With the records in front of you, set every one of them down exactly.

Start of Source data

//! Locally ticking countdown display
//!
//! The server's value is authoritative and replaces ours whenever it arrives.
//! Between updates a 1-second timer counts down, stopping at zero.

#[derive(Debug, Default, Clone, Copy, PartialEq, Eq)]
pub struct DisplayCountdown {
    remaining: u32,
}

impl DisplayCountdown {
    pub fn new(secs: u32) -> Self {
        Self { remaining: secs }
    }

    pub fn set(&mut self, secs: u32) {
        self.remaining = secs;
    }

    /// One second passed. Returns the new value.
    pub fn tick(&mut self) -> u32 {
        self.remaining = self.remaining.saturating_sub(1);
        self.remaining
    }

    pub fn remaining(&self) -> u32 {
        self.remaining
    }

    pub fn finished(&self) -> bool {
        self.remaining == 0
    }
}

End of Source data

> _Written answer_:
//! Locally ticking countdown display
//!
//! The server's value is authoritative and replaces ours whenever it arrives.
//! Between updates a 1-second timer counts down, stopping at zero.

#[derive(Debug, Default, Clone, Copy, PartialEq, Eq)]
pub struct DisplayCountdown {
    remaining: u32,
}

impl DisplayCountdown {
    pub fn new(secs: u32) -> Self {
        Self { remaining: secs }
    }

    pub fn set(&mut self, secs: u32) {
        self.remaining = secs;
    }

    /// One second passed. Returns the new value.
    pub fn tick(&mut self) -> u32 {
        self.remaining = self.remaining.saturating_sub(1);
        self.remaining
    }

    pub fn remaining(&self) -> u32 {
        self.remaining
    }

    pub fn finished(&self) -> bool {
        self.remaining == 0
    }
}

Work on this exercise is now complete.